- [Task description]
Give the number of lines in the records that include the word "shared", and nothing besides.

- [Extracted information]

---*---

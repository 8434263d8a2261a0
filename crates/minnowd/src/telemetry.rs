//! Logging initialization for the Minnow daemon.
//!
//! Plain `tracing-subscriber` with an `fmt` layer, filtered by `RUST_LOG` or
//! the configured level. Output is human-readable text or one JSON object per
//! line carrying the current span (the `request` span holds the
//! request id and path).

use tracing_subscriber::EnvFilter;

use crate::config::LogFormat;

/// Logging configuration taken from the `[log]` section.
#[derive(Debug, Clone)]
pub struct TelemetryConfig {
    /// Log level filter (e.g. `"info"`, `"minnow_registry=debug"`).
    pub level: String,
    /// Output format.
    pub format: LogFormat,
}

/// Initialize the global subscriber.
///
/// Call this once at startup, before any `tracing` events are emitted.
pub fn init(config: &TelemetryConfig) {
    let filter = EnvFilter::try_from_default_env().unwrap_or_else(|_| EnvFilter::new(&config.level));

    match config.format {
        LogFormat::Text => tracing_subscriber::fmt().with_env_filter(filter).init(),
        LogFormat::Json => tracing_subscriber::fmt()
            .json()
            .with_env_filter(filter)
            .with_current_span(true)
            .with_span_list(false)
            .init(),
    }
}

---*---

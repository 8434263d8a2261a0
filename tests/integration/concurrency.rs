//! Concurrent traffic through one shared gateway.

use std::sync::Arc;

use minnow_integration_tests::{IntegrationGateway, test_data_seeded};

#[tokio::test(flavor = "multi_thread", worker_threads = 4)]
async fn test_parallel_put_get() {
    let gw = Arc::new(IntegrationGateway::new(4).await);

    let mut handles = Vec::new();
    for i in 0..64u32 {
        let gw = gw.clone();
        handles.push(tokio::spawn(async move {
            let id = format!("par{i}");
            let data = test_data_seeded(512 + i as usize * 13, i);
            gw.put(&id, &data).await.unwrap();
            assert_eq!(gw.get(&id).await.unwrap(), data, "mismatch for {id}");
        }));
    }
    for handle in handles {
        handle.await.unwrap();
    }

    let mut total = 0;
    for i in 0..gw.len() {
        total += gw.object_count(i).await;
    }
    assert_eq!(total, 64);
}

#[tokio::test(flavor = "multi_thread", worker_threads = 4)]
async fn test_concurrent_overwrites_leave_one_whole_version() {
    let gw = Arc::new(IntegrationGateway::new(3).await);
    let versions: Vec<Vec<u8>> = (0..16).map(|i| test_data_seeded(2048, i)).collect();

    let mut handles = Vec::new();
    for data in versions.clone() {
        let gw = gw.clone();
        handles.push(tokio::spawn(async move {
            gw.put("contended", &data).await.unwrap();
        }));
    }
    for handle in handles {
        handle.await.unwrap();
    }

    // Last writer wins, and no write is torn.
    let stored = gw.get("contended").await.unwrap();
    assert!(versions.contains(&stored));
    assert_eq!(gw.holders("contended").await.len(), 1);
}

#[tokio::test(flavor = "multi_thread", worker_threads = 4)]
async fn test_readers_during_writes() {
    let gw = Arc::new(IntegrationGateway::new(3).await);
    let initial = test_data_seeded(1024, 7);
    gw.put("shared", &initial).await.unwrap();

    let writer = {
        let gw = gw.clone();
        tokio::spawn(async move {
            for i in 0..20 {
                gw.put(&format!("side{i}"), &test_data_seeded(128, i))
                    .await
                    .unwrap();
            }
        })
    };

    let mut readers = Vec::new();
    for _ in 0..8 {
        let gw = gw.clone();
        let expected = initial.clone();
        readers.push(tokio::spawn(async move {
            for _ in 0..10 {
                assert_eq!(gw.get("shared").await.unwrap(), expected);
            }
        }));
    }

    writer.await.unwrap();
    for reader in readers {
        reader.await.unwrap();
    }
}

---*---

- [Exercise response]
3